Lily ran for the mirror and snatched it up. "Jimson!" she whispered, her voice catching in her throat with fear. What had happened?
But what looked back at her out of the mirror was not Jimson.
It was the Huntsman. The Huntsman, as she had never seen him. His face was contorted in a rictus of terror, his mouth open in a silent scream, as two skeletal blackthings seized him by the shoulders. He glanced at one of them, and turned his gaze back to her, clawing at the surface of the mirror frantically. His captors were inexorable. His face receded into the black depths, mouth still open in a scream she was glad that she could not hear, as they hauled him down, down, and at last, were gone. Then there was only the mirror, black and empty. "Jimson?" she sobbed. Where was he? What had happened to him?
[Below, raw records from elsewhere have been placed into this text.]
// Copyright (c) 2026 LearnHub Contributors
// SPDX-License-Identifier: AGPL-3.0

//! Configuration management commands
//!
//! Commands: show, validate, generate

use anyhow::{Context, Result};
use clap::Subcommand;
use colored::Colorize;
use std::path::PathBuf;

use learnhub_core::domain::access_policy::MatchKind;
use learnhub_core::domain::gateway_config::{GatewayConfigManifest, CONFIG_PATH_ENV};

#[derive(Subcommand)]
pub enum ConfigCommand {
    /// Show current configuration
    Show {
        /// Show config file paths checked
        #[arg(long)]
        paths: bool,

        /// Print the effective manifest as YAML
        #[arg(long)]
        yaml: bool,
    },

    /// Validate configuration file
    Validate {
        /// Path to config file (default: discover)
        #[arg(value_name = "FILE")]
        file: Option<PathBuf>,
    },

    /// Generate sample configuration
    Generate {
        /// Output path (default: ./learnhub-config.yaml)
        #[arg(short, long, default_value = "./learnhub-config.yaml")]
        output: PathBuf,

        /// Include examples and comments
        #[arg(long)]
        examples: bool,
    },
}

pub async fn handle_command(
    command: ConfigCommand,
    config_override: Option<PathBuf>,
) -> Result<()> {
    match command {
        ConfigCommand::Show { paths, yaml } => show(config_override, paths, yaml).await,
        ConfigCommand::Validate { file } => validate(file.or(config_override)).await,
        ConfigCommand::Generate { output, examples } => generate(output, examples).await,
    }
}

async fn show(config_override: Option<PathBuf>, show_paths: bool, as_yaml: bool) -> Result<()> {
    let config = GatewayConfigManifest::load_or_default(config_override.clone())
        .context("Failed to load configuration")?;

    if show_paths {
        println!("{}", "Configuration discovery paths:".bold());
        if let Some(path) = &config_override {
            println!("  1. --config flag: {}", path.display());
        } else {
            println!("  1. --config flag: {}", "(not set)".dimmed());
        }
        println!(
            "  2. {}: {}",
            CONFIG_PATH_ENV,
            std::env::var(CONFIG_PATH_ENV)
                .unwrap_or_else(|_| "(not set)".to_string())
                .dimmed()
        );
        println!("  3. ./learnhub-config.yaml");
        println!("  4. ~/.learnhub/config.yaml");
        println!("  5. /etc/learnhub/config.yaml");
        println!();
    }

    if as_yaml {
        let yaml = serde_yaml::to_string(&config).context("Failed to render configuration")?;
        print!("{}", yaml);
        return Ok(());
    }

    println!("{}", "Current configuration:".bold());
    println!();

    println!("{}", "Server:".bold());
    println!(
        "  Listen: {}:{}",
        config.spec.server.bind_address, config.spec.server.port
    );
    println!("  Site: {}", config.spec.server.site_dir.display());
    println!();

    println!("{}", "Auth:".bold());
    println!("  Sign-in path: {}", config.spec.auth.sign_in_path);
    println!("  Session cookie: {}", config.spec.auth.session_cookie);
    println!("  Lookup timeout: {:?}", config.spec.auth.lookup_timeout);
    println!("  Unknown role on /dashboard: {:?}", config.spec.auth.unknown_role);
    match &config.spec.supabase {
        Some(supabase) => println!("  Backend: Supabase ({})", supabase.url),
        None => println!("  Backend: {}", "in-memory (no Supabase configured)".yellow()),
    }
    println!();

    println!("{}", "Protected paths:".bold());
    for rule in &config.spec.protected_paths {
        let kind = match rule.match_kind {
            MatchKind::Exact => "exact",
            MatchKind::Prefix => "prefix",
        };
        let role = rule
            .required_role
            .map(|r| r.to_string())
            .unwrap_or_else(|| "any authenticated".to_string());
        println!("  {} ({}) → {}", rule.path.bold(), kind, role);
    }
    println!();

    Ok(())
}

async fn validate(config_path: Option<PathBuf>) -> Result<()> {
    println!("Validating configuration...");

    let config = GatewayConfigManifest::load_or_default(config_path)
        .context("Failed to load configuration")?;

    config
        .validate()
        .context("Configuration validation failed")?;

    println!("{}", "✓ Configuration is valid".green());

    Ok(())
}

async fn generate(output: PathBuf, with_examples: bool) -> Result<()> {
    let sample = if with_examples {
        include_str!("../../templates/config-with-examples.yaml")
    } else {
        include_str!("../../templates/config-minimal.yaml")
    };

    std::fs::write(&output, sample)
        .with_context(|| format!("Failed to write config to {:?}", output))?;

    println!(
        "{}",
        format!("✓ Configuration generated: {}", output.display()).green()
    );

    Ok(())
}
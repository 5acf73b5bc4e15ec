// Copyright (c) 2026 LearnHub Contributors
// SPDX-License-Identifier: AGPL-3.0

pub mod event_bus;
pub mod repositories;
pub mod supabase;

pub use repositories::{InMemoryProfileStore, InMemorySessionProvider};
pub use supabase::SupabaseClient;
"I'm — here, Lily," said a hoarse voice beside her, and she looked down, startled. What looked up at her might have been wearing the Huntsman's clothing, his body even — but the face?
The face was Jimson's.
Before she could even begin to react to that, Siegfried's frantic call dragged her attention back to the three against the wall. "Godmother! You must help Leopold! He's dying!"
She stumbled over to them, but from the Prince's pallor and his shallow, catching breaths, it was obvious that there was nothing she could do in time. "I — I'm not a healer," she said helplessly. "He's hurt more than I can mend — I can't help him — "
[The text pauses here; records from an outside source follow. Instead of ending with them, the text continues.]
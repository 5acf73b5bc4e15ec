// Copyright (c) 2026 LearnHub Contributors
// SPDX-License-Identifier: AGPL-3.0

use axum::body::{to_bytes, Body};
use axum::http::{header, Request, StatusCode};
use axum::Router;
use learnhub_core::application::access_control::StandardAccessControlService;
use learnhub_core::domain::access_policy::{AccessPolicy, ProtectedPathTable, UnknownRolePolicy};
use learnhub_core::domain::gateway_config::GatewayConfigManifest;
use learnhub_core::domain::role::Role;
use learnhub_core::domain::session::UserId;
use learnhub_core::infrastructure::event_bus::EventBus;
use learnhub_core::infrastructure::repositories::{InMemoryProfileStore, InMemorySessionProvider};
use learnhub_core::presentation::{router, AccessGuard};
use learnhub_gateway::server::build_app;
use std::sync::Arc;
use tempfile::TempDir;
use tower::ServiceExt;
use tower_http::services::ServeDir;

fn site() -> TempDir {
    let dir = tempfile::tempdir().unwrap();
    std::fs::write(dir.path().join("index.html"), "<h1>Courses</h1>").unwrap();
    for page in ["auth", "dashboard", "dashboard/admin"] {
        let page_dir = dir.path().join(page);
        std::fs::create_dir_all(&page_dir).unwrap();
        std::fs::write(page_dir.join("index.html"), format!("<h1>{page}</h1>")).unwrap();
    }
    dir
}

fn app(site: &TempDir) -> axum::Router {
    let mut config = GatewayConfigManifest::default();
    config.spec.server.site_dir = site.path().to_path_buf();
    build_app(&config, EventBus::new(16)).unwrap()
}

async fn get(app: axum::Router, uri: &str) -> axum::response::Response {
    app.oneshot(Request::builder().uri(uri).body(Body::empty()).unwrap())
        .await
        .unwrap()
}

#[tokio::test]
async fn test_public_pages_are_served_from_site_dir() {
    let site = site();
    let response = get(app(&site), "/").await;
    assert_eq!(response.status(), StatusCode::OK);
    let body = to_bytes(response.into_body(), usize::MAX).await.unwrap();
    assert_eq!(&body[..], b"<h1>Courses</h1>");

    let response = get(app(&site), "/auth/").await;
    assert_eq!(response.status(), StatusCode::OK);
}

#[tokio::test]
async fn test_dashboards_redirect_without_backend_session() {
    let site = site();
    for uri in [
        "/dashboard",
        "/dashboard/",
        "/dashboard/admin/index.html",
        "/dashboard/%61dmin",
        "/courses/../dashboard/admin",
    ] {
        let response = get(app(&site), uri).await;
        assert_eq!(response.status(), StatusCode::SEE_OTHER, "{uri}");
        assert_eq!(
            response.headers().get(header::LOCATION).unwrap(),
            "/auth",
            "{uri}"
        );
    }
}

#[tokio::test]
async fn test_health_bypasses_guard() {
    let site = site();
    let response = get(app(&site), "/health").await;
    assert_eq!(response.status(), StatusCode::OK);
}

#[test]
fn test_invalid_rule_table_is_rejected() {
    let site = site();
    let mut config = GatewayConfigManifest::default();
    config.spec.server.site_dir = site.path().to_path_buf();
    config.spec.protected_paths[0].path = "dashboard/admin".to_string();
    assert!(build_app(&config, EventBus::new(16)).is_err());
}

/// Site served from `site` with an admin and a profileless user signed in.
async fn signed_in_app(site: &TempDir) -> Router {
    let sessions = InMemorySessionProvider::new();
    let profiles = InMemoryProfileStore::new();
    sessions.sign_in("tok-admin", UserId::new("admin-1")).await;
    profiles.set_role(UserId::new("admin-1"), Role::Admin).await;
    sessions.sign_in("tok-ghost", UserId::new("ghost")).await;

    let service = StandardAccessControlService::new(
        AccessPolicy::new(ProtectedPathTable::default(), UnknownRolePolicy::SignIn),
        Arc::new(sessions),
        Arc::new(profiles),
        EventBus::new(16),
    );
    let guard = AccessGuard::new(Arc::new(service), "/auth", "sb-access-token");
    let pages = Router::new()
        .fallback_service(ServeDir::new(site.path()).append_index_html_on_directories(true));
    router(pages, guard)
}

async fn get_as(app: Router, uri: &str, token: &str) -> axum::response::Response {
    let request = Request::builder()
        .uri(uri)
        .header(header::AUTHORIZATION, format!("Bearer {token}"))
        .body(Body::empty())
        .unwrap();
    app.oneshot(request).await.unwrap()
}

#[tokio::test]
async fn test_index_page_alias_gets_directory_decision() {
    let site = site();
    for uri in ["/dashboard", "/dashboard/", "/dashboard/index.html"] {
        let response = get_as(signed_in_app(&site).await, uri, "tok-admin").await;
        assert_eq!(response.status(), StatusCode::SEE_OTHER, "{uri}");
        assert_eq!(
            response.headers().get(header::LOCATION).unwrap(),
            "/dashboard/admin",
            "{uri}"
        );

        let response = get_as(signed_in_app(&site).await, uri, "tok-ghost").await;
        assert_eq!(response.status(), StatusCode::SEE_OTHER, "{uri}");
        assert_eq!(response.headers().get(header::LOCATION).unwrap(), "/auth", "{uri}");
    }

    let response = get_as(signed_in_app(&site).await, "/dashboard/admin/index.html", "tok-admin").await;
    assert_eq!(response.status(), StatusCode::OK);
    let body = to_bytes(response.into_body(), usize::MAX).await.unwrap();
    assert_eq!(&body[..], b"<h1>dashboard/admin</h1>");
}
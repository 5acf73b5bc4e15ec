// Copyright (c) 2026 LearnHub Contributors
// SPDX-License-Identifier: AGPL-3.0

//! Gateway HTTP server wiring

use anyhow::{Context, Result};
use axum::Router;
use std::sync::Arc;
use tokio::net::TcpListener;
use tokio::signal;
use tower_http::services::ServeDir;
use tracing::{info, warn};

use learnhub_core::{
    application::access_control::StandardAccessControlService,
    domain::gateway_config::GatewayConfigManifest,
    domain::repository::{ProfileStore, SessionProvider},
    infrastructure::{
        event_bus::{EventBus, EventBusError, EventReceiver},
        repositories::{InMemoryProfileStore, InMemorySessionProvider},
        supabase::SupabaseClient,
    },
    presentation::{router, AccessGuard},
};

/// Build the access guard described by `config`.
///
/// Without a Supabase section the gateway uses empty in-memory stores, so
/// every visitor is anonymous.
pub fn build_guard(config: &GatewayConfigManifest, event_bus: EventBus) -> Result<AccessGuard> {
    let policy = config
        .access_policy()
        .context("Invalid protected path rules")?;

    let (sessions, profiles): (Arc<dyn SessionProvider>, Arc<dyn ProfileStore>) =
        match &config.spec.supabase {
            Some(supabase) => {
                let client = Arc::new(
                    SupabaseClient::from_config(supabase)
                        .context("Failed to initialize Supabase client")?,
                );
                info!("Using Supabase backend at {}", supabase.url);
                let sessions: Arc<dyn SessionProvider> = client.clone();
                let profiles: Arc<dyn ProfileStore> = client;
                (sessions, profiles)
            }
            None => {
                warn!("No Supabase backend configured; all visitors will be treated as anonymous");
                let sessions: Arc<dyn SessionProvider> = Arc::new(InMemorySessionProvider::new());
                let profiles: Arc<dyn ProfileStore> = Arc::new(InMemoryProfileStore::new());
                (sessions, profiles)
            }
        };

    let service = StandardAccessControlService::new(policy, sessions, profiles, event_bus)
        .with_lookup_timeout(config.spec.auth.lookup_timeout);

    Ok(AccessGuard::new(
        Arc::new(service),
        &config.spec.auth.sign_in_path,
        &config.spec.auth.session_cookie,
    ))
}

/// Site router: static pages from `site_dir`, guarded.
pub fn build_app(config: &GatewayConfigManifest, event_bus: EventBus) -> Result<Router> {
    let guard = build_guard(config, event_bus)?;
    let site = Router::new().fallback_service(
        ServeDir::new(&config.spec.server.site_dir).append_index_html_on_directories(true),
    );
    Ok(router(site, guard))
}

pub async fn start_server(config: GatewayConfigManifest) -> Result<()> {
    let event_bus = EventBus::with_default_capacity();
    tokio::spawn(audit_log(event_bus.subscribe()));

    let app = build_app(&config, event_bus)?;

    let addr = format!(
        "{}:{}",
        config.spec.server.bind_address, config.spec.server.port
    );
    let listener = TcpListener::bind(&addr)
        .await
        .with_context(|| format!("Failed to bind to {}", addr))?;

    info!(
        "Gateway listening on {} (site: {})",
        addr,
        config.spec.server.site_dir.display()
    );

    axum::serve(listener, app)
        .with_graceful_shutdown(shutdown_signal())
        .await
        .context("HTTP server failed")?;

    info!("Gateway shutting down");

    Ok(())
}

/// Forward access events to the `learnhub::audit` log target.
async fn audit_log(mut receiver: EventReceiver) {
    loop {
        match receiver.recv().await {
            Ok(event) => match serde_json::to_string(&event) {
                Ok(json) => info!(target: "learnhub::audit", "{}", json),
                Err(e) => warn!("Failed to serialize access event: {}", e),
            },
            Err(EventBusError::Lagged(_)) => continue,
            Err(_) => break,
        }
    }
}

async fn shutdown_signal() {
    let ctrl_c = async {
        if let Err(e) = signal::ctrl_c().await {
            warn!("Failed to install Ctrl+C handler: {}", e);
            std::future::pending::<()>().await;
        }
    };

    #[cfg(unix)]
    let terminate = async {
        match signal::unix::signal(signal::unix::SignalKind::terminate()) {
            Ok(mut sigterm) => {
                sigterm.recv().await;
            }
            Err(e) => {
                warn!("Failed to install SIGTERM handler: {}", e);
                std::future::pending::<()>().await;
            }
        }
    };

    #[cfg(not(unix))]
    let terminate = std::future::pending::<()>();

    tokio::select! {
        _ = ctrl_c => {
            info!("Received Ctrl+C signal");
        },
        _ = terminate => {
            info!("Received SIGTERM signal");
        },
    }
}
"I...can..." coughed another voice. Bleeding terribly from the wound in her neck, the unicorn lurched to her feet and staggered the three steps it took to get to them, falling to her knees beside them all. With a last effort, she flung her head across Leopold's chest so that her own wound bled into his.
"Fweewy...given..." she gasped.
As the light in her beautiful golden eyes faded, she sighed once. Then she was gone.
Leopold opened his eyes with an effort at the sound of hoarse sobs. It was not something he had expected to do, actually. He should have been dead. He couldn't imagine why he wasn't dead. He knew he had taken a fatal wound, and a moment ago the world had been fading away around him. He couldn't imagine why now he was feeling better by the moment.
"Lie still," said the Godmother — how had she gotten there? — with a firm hand on his shoulder. "You're still healing." Healing? And then he saw past her.
He could only lie there in bewildered wonder, watching Siegfried cry with terrible grief as he cradled the head of the dead unicorn in his arms.
The balcony was a good two stories above the crowd, and as Lily looked down on the sea of faces below her, for the first time in her life she experienced a great deal of trepidation. She glanced to the side, where Jimson stood in a uniform the Brownies had designed especially for him. Not overornamented, not overelaborate, and, she hoped, not uncomfortable. In black, of course, to match "Queen Sable's" ubiquitous black, for Jimson was the Queen's personal Guardsman so far as anyone other than Siegfried, Rosa and Leopold knew. His slightly pointed ears, that betrayed him as some form of Fae, were hidden beneath a helmet.
Lily still was not sure what had happened when the mirror hit the Huntsman. Jimson just got thin-lipped when she asked, and said, "Let's just say that under certain rare circumstances, someone evil's fate can catch up with him — and that allows for an exchange between our world and yours. I hadn't planned on that, though. I had only planned to drag him over into my world, where he couldn't threaten you anymore."
Well, whatever had happened, she was grateful for it.
She should have known that Jimson was Fae of some sort, though. After all, he had been alive longer than she had.
She held up her hand where he could see it, and they both watched it shake.